If you’re looking to lose some weight this year, you’ve likely made plans to reduce your calories and hit the gym hard. While calorie reduction and physical exercise are essential components of weight loss, there’s another crucial factor that often gets overlooked: non-exercise activity thermogenesis, or NEAT.
NEAT is all the calories you burn daily from everyday movement outside of purposeful exercise. For example, a trip to Walmart for groceries contributes to your daily NEAT through actions like walking from your car to the store, pushing a cart, and unloading groceries.

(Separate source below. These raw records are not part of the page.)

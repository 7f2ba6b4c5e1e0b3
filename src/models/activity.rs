//! Append-only activity records: one row per copy attempt, never mutated.

use chrono::{DateTime, Utc};
use rust_decimal::Decimal;
use serde::{Deserialize, Serialize};

use super::trade::TradeAction;

/// Classification of an activity record.
#[derive(Debug, Clone, Copy, PartialEq, Eq, Serialize, Deserialize)]
#[serde(rename_all = "lowercase")]
pub enum ActivityKind {
    Open,
    Close,
    Modify,
    Error,
}

impl ActivityKind {
    pub fn as_str(&self) -> &'static str {
        match self {
            ActivityKind::Open => "open",
            ActivityKind::Close => "close",
            ActivityKind::Modify => "modify",
            ActivityKind::Error => "error",
        }
    }
}

/// Outcome of a copy attempt.
#[derive(Debug, Clone, Copy, PartialEq, Eq, Serialize, Deserialize)]
#[serde(rename_all = "lowercase")]
pub enum ActivityStatus {
    Success,
    Failed,
}

impl ActivityStatus {
    pub fn as_str(&self) -> &'static str {
        match self {
            ActivityStatus::Success => "success",
            ActivityStatus::Failed => "failed",
        }
    }
}

/// One copy attempt. Group and follower are referenced by opaque id only so
/// log rows never hold live configuration references.
#[derive(Debug, Clone, Serialize, Deserialize)]
pub struct CopierActivityEntry {
    pub id: String,
    pub group_id: String,
    pub follower_id: String,
    pub timestamp: DateTime<Utc>,
    pub kind: ActivityKind,
    pub symbol: String,
    pub action: TradeAction,
    pub volume: Decimal,
    pub price: Decimal,
    pub latency_ms: u64,
    pub status: ActivityStatus,
    pub error_message: Option<String>,
}

impl CopierActivityEntry {
    pub fn is_success(&self) -> bool {
        self.status == ActivityStatus::Success
    }
}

Some NEAT is done unintentionally, like fidgeting. Calories burned from fidgeting can vary from 100-800 calories a day between individuals. Why the variance? Some people fidget more than others.
You also expend NEAT in other subtle ways. When you sit instead of lying down, you burn 4% more calories. If you adjust your posture while sitting, more calories are burned. And if you stand instead of sitting, NEAT increases even more.
While it may seem like all these small daily movements wouldn’t affect our weight loss goals very much, as we’ll delve into below, the research suggests otherwise. NEAT can play a huge role in getting and staying lean. And once you understand that, you can leverage the NEAT effect to your advantage.
Breaking Down Our Daily Caloric Burn
There are several ways our bodies burn calories each day, which break down as follows for the average person. While the contribution each category contributes is expressed in percentages, since it varies from person to person, these numbers give us a good general idea of what each process/activity contributes to our overall caloric burn:
- Basal metabolism (60-70% of calories). The energy needed simply to keep your organs running and you alive.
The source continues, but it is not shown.